22. Met betrekking tot de stelling van eiser dat verweerder onvoldoende rekening heeft gehouden met de verschillen in luxe en onderhoudstoestand tussen de woning en de vergelijkingsobjecten overweegt de rechtbank als volgt. Verweerder heeft, gelet op de ter zake overgelegde foto’s en de ter zitting gegeven toelichting, aannemelijk gemaakt dat de staat van onderhoud van de vergelijkingsobjecten [G] en [H] terecht op gemiddeld is gesteld. Datzelfde geldt voor het luxe/voorzieningenniveau van zowel die vergelijkingsobjecten als voor het vergelijkingsobject [F] . De stelling van eiser dat deze factoren voor de genoemde vergelijkingsobjecten als bovengemiddeld dienen te worden aangemerkt doet hieraan, nu hij zich daarbij slechts op verkoopinformatie van deze objecten heeft gebaseerd, niet af. Deze beroepsgrond slaagt evenmin.

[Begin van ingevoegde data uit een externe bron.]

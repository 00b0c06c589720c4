//! Bridge connection: authenticates a session on the relay server and maps
//! its pushes into [`ConnectionEvent`]s.

use std::collections::BTreeMap;
use std::future::Future;
use std::pin::Pin;
use std::sync::atomic::{AtomicBool, AtomicU32, Ordering};
use std::sync::Arc;

use async_trait::async_trait;
use bytes::Bytes;
use dashmap::DashMap;
use parking_lot::Mutex;
use tokio::sync::{mpsc, oneshot};
use tokio::task::JoinHandle;

use wlr_proto::relay::{metadata, ClientMessage, ServerMessage, EVENT_WEB3_REQUEST, EVENT_WEB3_RESPONSE};
use wlr_proto::ResponseEnvelope;

use crate::config::{RelayConfig, SessionCredentials};
use crate::connection::{ConnectionManager, ConnectionState, ConnectionStats, ReconnectionManager};
use crate::traits::{Channel, ConnectionEvent, RelayTransport, TransportError};

type BoxFuture = Pin<Box<dyn Future<Output = ()> + Send>>;

/// [`RelayTransport`] over a raw text [`Channel`].
pub struct RelayConnection<C: Channel> {
    inner: Arc<Inner<C>>,
}

struct Inner<C: Channel> {
    channel: C,
    credentials: SessionCredentials,
    config: RelayConfig,
    manager: ConnectionManager,
    reconnect: ReconnectionManager,
    next_id: AtomicU32,
    replies: DashMap<u32, oneshot::Sender<ServerMessage>>,
    events: mpsc::UnboundedSender<ConnectionEvent>,
    reader: Mutex<Option<JoinHandle<()>>>,
    closed: AtomicBool,
    connect_lock: tokio::sync::Mutex<()>,
}

impl<C: Channel> RelayConnection<C> {
    /// Returns the connection and the receiver for its pushes.
    pub fn new(
        channel: C,
        credentials: SessionCredentials,
        config: RelayConfig,
    ) -> (Self, mpsc::UnboundedReceiver<ConnectionEvent>) {
        let (events, rx) = mpsc::unbounded_channel();
        let reconnect = ReconnectionManager::new(
            config.max_reconnect_attempts,
            config.base_backoff(),
            config.max_backoff(),
        );
        let inner = Arc::new(Inner {
            channel,
            credentials,
            config,
            manager: ConnectionManager::new(),
            reconnect,
            next_id: AtomicU32::new(1),
            replies: DashMap::new(),
            events,
            reader: Mutex::new(None),
            closed: AtomicBool::new(false),
            connect_lock: tokio::sync::Mutex::new(()),
        });
        (Self { inner }, rx)
    }

    pub fn session_id(&self) -> &str {
        &self.inner.credentials.session_id
    }

    pub fn stats(&self) -> ConnectionStats {
        self.inner.manager.stats()
    }
}

#[async_trait]
impl<C: Channel> RelayTransport for RelayConnection<C> {
    async fn connect(&self) -> Result<(), TransportError> {
        if self.inner.manager.state().is_authenticated() {
            return Ok(());
        }
        self.inner.closed.store(false, Ordering::SeqCst);
        self.inner.reconnect.reset();
        establish(&self.inner).await
    }

    async fn send(&self, frame: Bytes) -> Result<(), TransportError> {
        let inner = &self.inner;
        if !inner.manager.state().is_authenticated() {
            return Err(TransportError::NotAuthenticated);
        }
        let data = String::from_utf8(frame.to_vec())
            .map_err(|e| TransportError::Codec(e.to_string()))?;
        let msg = ClientMessage::PublishEvent {
            id: inner.next_id(),
            session_id: inner.credentials.session_id.clone(),
            event: EVENT_WEB3_REQUEST.to_string(),
            data,
            call_webhook: true,
        };
        match inner.request(msg).await? {
            ServerMessage::PublishEventOk { .. } => Ok(()),
            ServerMessage::Fail { error, .. } => Err(TransportError::Rejected(error)),
            other => Err(TransportError::Codec(format!("unexpected reply: {other:?}"))),
        }
    }

    async fn set_metadata(&self, key: &str, value: &str) -> Result<(), TransportError> {
        let inner = &self.inner;
        if !inner.manager.state().is_authenticated() {
            return Err(TransportError::NotAuthenticated);
        }
        let mut metadata = BTreeMap::new();
        metadata.insert(key.to_string(), value.to_string());
        let msg = ClientMessage::SetSessionConfig {
            id: inner.next_id(),
            session_id: inner.credentials.session_id.clone(),
            metadata,
        };
        match inner.request(msg).await? {
            ServerMessage::Ok { .. } => Ok(()),
            ServerMessage::Fail { error, .. } => Err(TransportError::Rejected(error)),
            other => Err(TransportError::Codec(format!("unexpected reply: {other:?}"))),
        }
    }

    async fn disconnect(&self) {
        let inner = &self.inner;
        if inner.closed.swap(true, Ordering::SeqCst) {
            return;
        }
        inner.reconnect.cancel();
        inner.channel.close().await;
        if let Some(reader) = inner.reader.lock().take() {
            reader.abort();
        }
        inner.replies.clear();
        inner.manager.transition(ConnectionState::Disconnected);
        tracing::debug!(session_id = %inner.credentials.session_id, "bridge connection closed");
    }

    fn state(&self) -> ConnectionState {
        self.inner.manager.state()
    }
}

impl<C: Channel> Drop for RelayConnection<C> {
    fn drop(&mut self) {
        self.inner.reconnect.cancel();
        self.inner.closed.store(true, Ordering::SeqCst);
        if let Some(reader) = self.inner.reader.lock().take() {
            reader.abort();
        }
    }
}

impl<C: Channel> Inner<C> {
    fn next_id(&self) -> u32 {
        self.next_id.fetch_add(1, Ordering::Relaxed)
    }

    async fn write(&self, msg: &ClientMessage) -> Result<(), TransportError> {
        let text = serde_json::to_string(msg)?;
        self.channel.send_text(text).await?;
        self.manager.record_sent();
        Ok(())
    }

    /// Send and wait for the reply carrying the same id.
    async fn request(&self, msg: ClientMessage) -> Result<ServerMessage, TransportError> {
        let id = msg.id();
        let (tx, rx) = oneshot::channel();
        self.replies.insert(id, tx);

        if let Err(e) = self.write(&msg).await {
            self.replies.remove(&id);
            return Err(e);
        }

        match tokio::time::timeout(self.config.reply_timeout(), rx).await {
            Ok(Ok(reply)) => Ok(reply),
            Ok(Err(_)) => Err(TransportError::Disconnected),
            Err(_) => {
                self.replies.remove(&id);
                Err(TransportError::Timeout)
            }
        }
    }

    fn emit(&self, event: ConnectionEvent) {
        if self.events.send(event).is_err() {
            tracing::debug!("event receiver dropped");
        }
    }

    fn dispatch(&self, text: &str) {
        let msg: ServerMessage = match serde_json::from_str(text) {
            Ok(msg) => msg,
            Err(e) => {
                tracing::warn!(error = %e, "undecodable bridge frame");
                return;
            }
        };

        if let Some(id) = msg.reply_to() {
            match self.replies.remove(&id) {
                Some((_, tx)) => {
                    let _ = tx.send(msg);
                }
                None => tracing::debug!(id, "reply for unknown bridge request"),
            }
            return;
        }

        match msg {
            ServerMessage::Linked { online_guests, .. } => {
                tracing::debug!(online_guests, "counterpart linked");
                self.emit(ConnectionEvent::Linked(true));
            }
            ServerMessage::Event { event, data, .. } if event == EVENT_WEB3_RESPONSE => {
                match serde_json::from_str::<ResponseEnvelope>(&data) {
                    Ok(envelope) => self.emit(ConnectionEvent::ResponseMessage(envelope)),
                    Err(e) => tracing::warn!(error = %e, "malformed response envelope"),
                }
            }
            ServerMessage::Event { event, .. } => {
                tracing::debug!(%event, "ignoring bridge event");
            }
            ServerMessage::SessionConfigUpdated { metadata, .. } => {
                for event in metadata_events(metadata) {
                    self.emit(event);
                }
            }
            _ => {}
        }
    }
}

/// Translate a metadata update into session events.
fn metadata_events(mut entries: BTreeMap<String, String>) -> Vec<ConnectionEvent> {
    let mut events = Vec::new();

    if let Some(flag) = entries.remove(metadata::DESTROYED) {
        if flag == "1" {
            events.push(ConnectionEvent::Destroyed);
            return events;
        }
    }

    if let Some(address) = entries.remove(metadata::ETHEREUM_ADDRESS) {
        events.push(ConnectionEvent::AccountUpdated(address));
    }

    let chain_id = entries.remove(metadata::CHAIN_ID);
    let json_rpc_url = entries.remove(metadata::JSON_RPC_URL);
    if let (Some(raw), Some(json_rpc_url)) = (chain_id, json_rpc_url) {
        match parse_chain_id(&raw) {
            Some(chain_id) => events.push(ConnectionEvent::ChainUpdated {
                chain_id,
                json_rpc_url,
            }),
            None => tracing::warn!(chain_id = %raw, "unparseable chain id"),
        }
    }

    for (key, value) in entries {
        events.push(ConnectionEvent::MetadataUpdated { key, value });
    }
    events
}

/// Decimal or `0x`-prefixed hex.
pub fn parse_chain_id(raw: &str) -> Option<u64> {
    let raw = raw.trim();
    match raw.strip_prefix("0x").or_else(|| raw.strip_prefix("0X")) {
        Some(hex) => u64::from_str_radix(hex, 16).ok(),
        None => raw.parse().ok(),
    }
}

async fn establish<C: Channel>(inner: &Arc<Inner<C>>) -> Result<(), TransportError> {
    let _guard = inner.connect_lock.lock().await;
    if inner.manager.state().is_authenticated() {
        return Ok(());
    }

    inner.manager.transition(ConnectionState::Connecting);
    if let Err(e) = inner.channel.open().await {
        inner.manager.transition(ConnectionState::Disconnected);
        return Err(e);
    }
    inner.manager.transition(ConnectionState::Connected);
    spawn_reader(inner.clone());

    let session_id = inner.credentials.session_id.clone();
    let host = ClientMessage::HostSession {
        id: inner.next_id(),
        session_id: session_id.clone(),
        session_key: inner.credentials.session_key.clone(),
    };
    let failure = match inner.request(host).await {
        Ok(ServerMessage::Ok { .. }) => None,
        Ok(ServerMessage::Fail { error, .. }) => Some(TransportError::Rejected(error)),
        Ok(other) => Some(TransportError::Codec(format!("unexpected reply: {other:?}"))),
        Err(e) => Some(e),
    };
    if let Some(e) = failure {
        abandon_attempt(inner).await;
        return Err(e);
    }
    inner.manager.transition(ConnectionState::Authenticated);
    tracing::info!(%session_id, "session hosted on bridge");

    let is_linked = ClientMessage::IsLinked {
        id: inner.next_id(),
        session_id,
    };
    match inner.request(is_linked).await {
        Ok(ServerMessage::IsLinkedOk { linked, .. }) => inner.emit(ConnectionEvent::Linked(linked)),
        Ok(other) => tracing::debug!(?other, "unexpected IsLinked reply"),
        Err(e) => tracing::warn!(error = %e, "IsLinked query failed"),
    }
    Ok(())
}

/// Stop the reader first so closing the channel is not seen as a drop.
async fn abandon_attempt<C: Channel>(inner: &Arc<Inner<C>>) {
    if let Some(reader) = inner.reader.lock().take() {
        reader.abort();
    }
    inner.channel.close().await;
    inner.replies.clear();
    inner.manager.transition(ConnectionState::Disconnected);
}

fn spawn_reader<C: Channel>(inner: Arc<Inner<C>>) {
    let task_inner = inner.clone();
    let handle = tokio::spawn(read_loop(task_inner));
    if let Some(previous) = inner.reader.lock().replace(handle) {
        previous.abort();
    }
}

async fn read_loop<C: Channel>(inner: Arc<Inner<C>>) {
    loop {
        match inner.channel.recv_text().await {
            Ok(Some(text)) => {
                inner.manager.record_received();
                inner.dispatch(&text);
            }
            Ok(None) => break,
            Err(e) => {
                tracing::warn!(error = %e, "bridge read failed");
                break;
            }
        }
    }

    // Dropping the reply senders fails any waiter with Disconnected.
    inner.replies.clear();
    if inner.closed.load(Ordering::SeqCst) {
        return;
    }

    tracing::warn!(session_id = %inner.credentials.session_id, "bridge connection lost");
    inner.emit(ConnectionEvent::ConnectionLost);

    if inner.config.auto_reconnect && !inner.reconnect.is_cancelled() {
        inner.manager.transition(ConnectionState::Reconnecting);
        tokio::spawn(reconnect(inner));
    } else {
        inner.manager.transition(ConnectionState::Disconnected);
    }
}

fn reconnect<C: Channel>(inner: Arc<Inner<C>>) -> BoxFuture {
    Box::pin(async move {
        let result = inner
            .reconnect
            .reconnect(|| {
                let inner = inner.clone();
                async move { establish(&inner).await }
            })
            .await;
        if let Err(e) = result {
            tracing::warn!(error = %e, "giving up on bridge reconnect");
            inner.manager.transition(ConnectionState::Disconnected);
        }
    })
}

23. Met betrekking tot de stelling van eiser dat verweerder onvoldoende rekening heeft gehouden met de op het perceel van de woning rustende erfdienstbaarheid, heeft verweerder naar het oordeel van de rechtbank zijn stelling aannemelijk gemaakt dat de vierkante meters onder en direct rondom de woning het duurst zijn. Er wordt, aldus verweerder, gerekend vanaf de bebouwing; de vierkante meters onder en direct om de woning heen zijn het duurst, naarmate de grond verder van de woning af ligt zijn de vierkante meters steeds minder waard. Eiser daarentegen heeft zijn stelling dat de duurste meters van een perceel direct aan de straat zijn gelegen, zodat een aftrek van € 14.577 gerechtvaardigd is, niet aannemelijk gemaakt. Dat eiser zijn stelling, naar hij ter zitting heeft verklaard, heeft gebaseerd op zijn ervaring in vastgoed, is daartoe onvoldoende. De door verweerder hiervoor gehanteerde aftrek van € 1.500 acht de rechtbank dan ook juist. Ook deze beroepsgrond slaagt niet.

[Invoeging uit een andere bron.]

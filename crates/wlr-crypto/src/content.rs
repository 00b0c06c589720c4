//! Structured payloads in and out of encrypted blobs.

use serde::{de::DeserializeOwned, Serialize};

use wlr_proto::EncryptedData;

use crate::cipher::{decrypt, encrypt};
use crate::error::CryptoError;
use crate::keys::SymmetricKey;

/// Serialize `content` to JSON bytes and encrypt them.
pub fn encrypt_content<T: Serialize>(
    content: &T,
    key: &SymmetricKey,
) -> Result<EncryptedData, CryptoError> {
    let bytes =
        serde_json::to_vec(content).map_err(|e| CryptoError::Serialization(e.to_string()))?;
    encrypt(key, &bytes)
}

/// Decrypt and parse. An authentication failure surfaces as
/// `AuthenticationFailed`; a parse failure of authentic bytes as
/// `UnexpectedShape`.
pub fn decrypt_content<T: DeserializeOwned>(
    data: &EncryptedData,
    key: &SymmetricKey,
) -> Result<T, CryptoError> {
    let bytes = decrypt(key, data)?;
    serde_json::from_slice(&bytes).map_err(|e| CryptoError::UnexpectedShape(e.to_string()))
}
//! Key types, X25519 key agreement and hex encoding.
//!
//! The shared secret is the X25519 output run through HKDF-SHA256, so both
//! parties land on the same 32-byte ChaCha20-Poly1305 key:
//! `derive(a.private, b.public) == derive(b.private, a.public)`.

use constant_time_eq::constant_time_eq;
use hkdf::Hkdf;
use rand_core::OsRng;
use serde::{Deserialize, Serialize};
use sha2::Sha256;
use x25519_dalek::{PublicKey as X25519PublicKey, StaticSecret};
use zeroize::{Zeroize, ZeroizeOnDrop};

use crate::error::CryptoError;

const KEY_LEN: usize = 32;
const SHARED_KEY_SALT: &[u8] = b"wlr_shared_key_salt_v1";
const SHARED_KEY_INFO: &[u8] = b"wlr_shared_key_v1";

/// Which role a key plays; used for error reporting and storage naming.
#[derive(Debug, Clone, Copy, PartialEq, Eq, Hash)]
pub enum KeyKind {
    Private,
    Public,
    Symmetric,
}

impl std::fmt::Display for KeyKind {
    fn fmt(&self, f: &mut std::fmt::Formatter<'_>) -> std::fmt::Result {
        match self {
            KeyKind::Private => write!(f, "private"),
            KeyKind::Public => write!(f, "public"),
            KeyKind::Symmetric => write!(f, "symmetric"),
        }
    }
}

/// What to do when X25519 yields the all-zero output (low-order peer key).
#[derive(Debug, Clone, Copy, PartialEq, Eq, Default, Serialize, Deserialize)]
#[serde(rename_all = "lowercase")]
pub enum DegenerateSecretPolicy {
    /// Treat a non-contributory result as a derivation error.
    #[default]
    Reject,
    /// Accept it and derive a key anyway.
    Allow,
}

/// X25519 private key.
#[derive(Clone)]
pub struct PrivateKey(StaticSecret);

/// X25519 public key.
#[derive(Clone, Copy, PartialEq, Eq)]
pub struct PublicKey(X25519PublicKey);

/// 32-byte ChaCha20-Poly1305 key. Zeroized on drop.
#[derive(Clone, Zeroize, ZeroizeOnDrop)]
pub struct SymmetricKey([u8; KEY_LEN]);

impl PrivateKey {
    pub fn public_key(&self) -> PublicKey {
        PublicKey(X25519PublicKey::from(&self.0))
    }
}

impl PublicKey {
    pub fn as_bytes(&self) -> &[u8; KEY_LEN] {
        self.0.as_bytes()
    }
}

impl SymmetricKey {
    pub fn as_bytes(&self) -> &[u8; KEY_LEN] {
        &self.0
    }
}

impl PartialEq for SymmetricKey {
    fn eq(&self, other: &Self) -> bool {
        constant_time_eq(&self.0, &other.0)
    }
}

impl Eq for SymmetricKey {}

impl std::fmt::Debug for PrivateKey {
    fn fmt(&self, f: &mut std::fmt::Formatter<'_>) -> std::fmt::Result {
        f.write_str("PrivateKey(..)")
    }
}

impl std::fmt::Debug for SymmetricKey {
    fn fmt(&self, f: &mut std::fmt::Formatter<'_>) -> std::fmt::Result {
        f.write_str("SymmetricKey(..)")
    }
}

impl std::fmt::Debug for PublicKey {
    fn fmt(&self, f: &mut std::fmt::Formatter<'_>) -> std::fmt::Result {
        write!(f, "PublicKey({})", hex::encode(self.as_bytes()))
    }
}

/// A local key pair.
#[derive(Clone, Debug)]
pub struct KeyPair {
    pub private: PrivateKey,
    pub public: PublicKey,
}

/// Generate a fresh X25519 key pair from the OS RNG.
pub fn generate_key_pair() -> KeyPair {
    let private = PrivateKey(StaticSecret::random_from_rng(OsRng));
    let public = private.public_key();
    KeyPair { private, public }
}

/// Derive the symmetric key shared with the holder of `peer_public`.
pub fn derive_shared_secret(
    own_private: &PrivateKey,
    peer_public: &PublicKey,
    policy: DegenerateSecretPolicy,
) -> Result<SymmetricKey, CryptoError> {
    let shared = own_private.0.diffie_hellman(&peer_public.0);
    if !shared.was_contributory() && policy == DegenerateSecretPolicy::Reject {
        return Err(CryptoError::NonContributory);
    }

    let hk = Hkdf::<Sha256>::new(Some(SHARED_KEY_SALT), shared.as_bytes());
    let mut key = [0u8; KEY_LEN];
    hk.expand(SHARED_KEY_INFO, &mut key)
        .map_err(|_| CryptoError::KeyDerivation)?;
    Ok(SymmetricKey(key))
}

/// Keys with a canonical 32-byte hex form.
pub trait HexKey: Sized {
    const KIND: KeyKind;

    fn to_key_bytes(&self) -> [u8; KEY_LEN];

    fn from_key_bytes(bytes: [u8; KEY_LEN]) -> Self;
}

impl HexKey for PrivateKey {
    const KIND: KeyKind = KeyKind::Private;

    fn to_key_bytes(&self) -> [u8; KEY_LEN] {
        self.0.to_bytes()
    }

    fn from_key_bytes(bytes: [u8; KEY_LEN]) -> Self {
        PrivateKey(StaticSecret::from(bytes))
    }
}

impl HexKey for PublicKey {
    const KIND: KeyKind = KeyKind::Public;

    fn to_key_bytes(&self) -> [u8; KEY_LEN] {
        self.0.to_bytes()
    }

    fn from_key_bytes(bytes: [u8; KEY_LEN]) -> Self {
        PublicKey(X25519PublicKey::from(bytes))
    }
}

impl HexKey for SymmetricKey {
    const KIND: KeyKind = KeyKind::Symmetric;

    fn to_key_bytes(&self) -> [u8; KEY_LEN] {
        self.0
    }

    fn from_key_bytes(bytes: [u8; KEY_LEN]) -> Self {
        SymmetricKey(bytes)
    }
}

/// Lower-case hex of the raw key bytes (64 chars).
pub fn export_key_to_hex<K: HexKey>(key: &K) -> String {
    let mut bytes = key.to_key_bytes();
    let out = hex::encode(bytes);
    bytes.zeroize();
    out
}

/// Parse a key of type `K` from hex; an optional `0x` prefix is accepted.
pub fn import_key_from_hex<K: HexKey>(encoded: &str) -> Result<K, CryptoError> {
    let trimmed = encoded.strip_prefix("0x").unwrap_or(encoded);
    let mut bytes = hex::decode(trimmed).map_err(|_| CryptoError::InvalidHex(K::KIND))?;
    if bytes.len() != KEY_LEN {
        let got = bytes.len();
        bytes.zeroize();
        return Err(CryptoError::InvalidKeyLength {
            kind: K::KIND,
            expected: KEY_LEN,
            got,
        });
    }
    let mut arr = [0u8; KEY_LEN];
    arr.copy_from_slice(&bytes);
    bytes.zeroize();
    let key = K::from_key_bytes(arr);
    arr.zeroize();
    Ok(key)
}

24. Eiser heeft voorts gesteld dat voor woningen gelegen in het buitengebied een aftrek dient te worden toegepast van 20%. Eiser heeft in dit verband gesteld dat het door hem bepleite percentage een schatting betreft van zijn taxateur. Eiser heeft deze stelling naar het oordeel van de rechtbank onvoldoende aannemelijk gemaakt. Daartoe overweegt de rechtbank dat verweerder in verband met de ligging in het buitengebied aan de ligging een “2” (matig) heeft toegekend en een aftrek toegepast van 10% op de kavelwaarde. Verweerder heeft in dit verband ter nadere zitting verklaard dat uit marktanalyse blijkt dat voor woningen in het buitengebied in de huidige markt geen sprake (meer) is van een mindere ligging; dergelijke woningen zijn nagenoeg even gewild als woningen niet in het buitengebied en een verschil in vierkantemeterprijs doet zich niet voor, aldus verweerder. De rechtbank volgt deze redenering van verweerder. De door verweerder gehanteerde aftrek ter zake van de ligging acht de rechtbank, in het licht van het voorgaande, dan ook zeker niet te laag. Ook deze beroepsgrond slaagt niet.

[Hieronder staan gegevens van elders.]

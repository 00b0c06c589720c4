//! Configuration for wlr-demo
//!
//! Stored in TOML. Each section maps onto the configuration type of the
//! crate that consumes it.
//!
//! # Configuration File Locations
//!
//! - Unix: `~/.config/wlr/demo.toml`
//! - Windows: `%APPDATA%\wlr\demo.toml`

use std::path::{Path, PathBuf};

use serde::{Deserialize, Serialize};
use thiserror::Error;

use wlr_core::SessionConfig;
use wlr_transport::RelayConfig;

/// Configuration errors
#[derive(Debug, Error)]
pub enum ConfigError {
    /// Failed to read config file
    #[error("Failed to read config file: {0}")]
    ReadError(#[from] std::io::Error),

    /// Failed to parse config file
    #[error("Failed to parse config file: {0}")]
    ParseError(#[from] toml::de::Error),

    /// Failed to serialize config
    #[error("Failed to serialize config: {0}")]
    SerializeError(#[from] toml::ser::Error),

    /// Invalid configuration value
    #[error("Invalid configuration: {0}")]
    ValidationError(String),
}

impl From<wlr_core::ConfigError> for ConfigError {
    fn from(e: wlr_core::ConfigError) -> Self {
        ConfigError::ValidationError(e.to_string())
    }
}

/// Demo configuration
///
/// # Example TOML
///
/// ```toml
/// [session]
/// app_name = "wlr-demo"
/// app_chain_ids = [1, 8453]
/// request_timeout_ms = 60000
///
/// [relay]
/// url = "wss://bridge.example.org/rpc"
/// auto_reconnect = true
///
/// [storage]
/// path = ""  # Empty = in-memory only
///
/// [logging]
/// level = "warn"
/// ```
#[derive(Debug, Clone, Default, Serialize, Deserialize)]
pub struct Config {
    #[serde(default)]
    pub session: SessionConfig,

    #[serde(default)]
    pub relay: RelayConfig,

    #[serde(default)]
    pub storage: StorageConfig,

    #[serde(default)]
    pub logging: LoggingConfig,
}

/// Where session state is kept between runs
#[derive(Debug, Clone, Default, Serialize, Deserialize)]
pub struct StorageConfig {
    /// JSON file; unset keeps everything in memory
    #[serde(default)]
    pub path: Option<PathBuf>,
}

/// Logging configuration
#[derive(Debug, Clone, Serialize, Deserialize)]
pub struct LoggingConfig {
    /// Log level: "error", "warn", "info", "debug", "trace"
    #[serde(default = "default_log_level")]
    pub level: String,
}

fn default_log_level() -> String {
    "warn".to_string()
}

impl Default for LoggingConfig {
    fn default() -> Self {
        Self {
            level: default_log_level(),
        }
    }
}

impl Config {
    /// Load configuration from file
    pub fn load(path: &Path) -> Result<Self, ConfigError> {
        let content = std::fs::read_to_string(path)?;
        let config: Config = toml::from_str(&content)?;
        config.validate()?;
        Ok(config)
    }

    /// Load configuration from custom path, else the default location if
    /// a file exists there
    pub fn load_from(custom_path: Option<&Path>) -> Result<Self, ConfigError> {
        if let Some(path) = custom_path {
            return Self::load(path);
        }
        match Self::default_path() {
            Some(path) if path.exists() => Self::load(&path),
            _ => Ok(Self::default()),
        }
    }

    pub fn default_path() -> Option<PathBuf> {
        directories::ProjectDirs::from("org", "walletlink", "wlr")
            .map(|dirs| dirs.config_dir().join("demo.toml"))
    }

    /// Save configuration to file
    pub fn save(&self, path: &Path) -> Result<(), ConfigError> {
        let content = toml::to_string_pretty(self)?;
        if let Some(parent) = path.parent() {
            std::fs::create_dir_all(parent)?;
        }
        std::fs::write(path, content)?;
        Ok(())
    }

    /// Validate configuration values
    pub fn validate(&self) -> Result<(), ConfigError> {
        self.session.validate()?;

        if !self.relay.url.starts_with("ws://") && !self.relay.url.starts_with("wss://") {
            return Err(ConfigError::ValidationError(format!(
                "Invalid relay url '{}'. Expected ws:// or wss://",
                self.relay.url
            )));
        }

        let valid_levels = ["error", "warn", "info", "debug", "trace"];
        if !valid_levels.contains(&self.logging.level.as_str()) {
            return Err(ConfigError::ValidationError(format!(
                "Invalid log level '{}'. Valid values: {:?}",
                self.logging.level, valid_levels
            )));
        }
        Ok(())
    }

    /// Apply CLI overrides; command-line values win.
    pub fn with_overrides(mut self, overrides: &CliOverrides) -> Self {
        if let Some(debug) = overrides.debug {
            if debug {
                self.logging.level = "debug".to_string();
            }
        }
        if let Some(ref url) = overrides.relay_url {
            self.relay.url = url.clone();
        }
        if let Some(ref path) = overrides.storage_path {
            self.storage.path = Some(path.clone());
        }
        if let Some(timeout) = overrides.request_timeout_ms {
            self.session.request_timeout_ms = Some(timeout);
        }
        self
    }
}

/// CLI configuration overrides
#[derive(Debug, Clone, Default)]
pub struct CliOverrides {
    pub debug: Option<bool>,
    pub relay_url: Option<String>,
    pub storage_path: Option<PathBuf>,
    pub request_timeout_ms: Option<u64>,
}
//! OS randomness for IVs, correlation ids and session identifiers.

use crate::error::CryptoError;

/// Size of a correlation id in bytes (128-bit).
pub const ID_SIZE: usize = 16;

pub fn random_bytes<const N: usize>() -> Result<[u8; N], CryptoError> {
    let mut out = [0u8; N];
    getrandom::getrandom(&mut out).map_err(|_| CryptoError::Rng)?;
    Ok(out)
}

/// `len` random bytes, hex encoded.
pub fn random_hex(len: usize) -> Result<String, CryptoError> {
    let mut out = vec![0u8; len];
    getrandom::getrandom(&mut out).map_err(|_| CryptoError::Rng)?;
    Ok(hex::encode(out))
}

/// Fresh 128-bit correlation id.
pub fn random_id() -> Result<String, CryptoError> {
    random_hex(ID_SIZE)
}

#[cfg(test)]
mod tests {
    use super::*;
    use std::collections::HashSet;

    #[test]
    fn test_ids_are_unique_and_sized() {
        let ids: HashSet<String> = (0..1000).map(|_| random_id().unwrap()).collect();
        assert_eq!(ids.len(), 1000);
        assert!(ids.iter().all(|id| id.len() == ID_SIZE * 2));
    }
}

25. Gelet op het voorgaande is de rechtbank van oordeel dat niet kan worden gezegd dat de vastgestelde waarde in een onjuiste verhouding staat tot de verkoopprijzen van de vergelijkingsobjecten. De waarde van de woning is derhalve niet te hoog vastgesteld.

26. Gelet op het voorgaande zal de rechtbank het beroep ongegrond verklaren.

Proceskosten

27. Voor een proceskostenveroordeling bestaat geen aanleiding.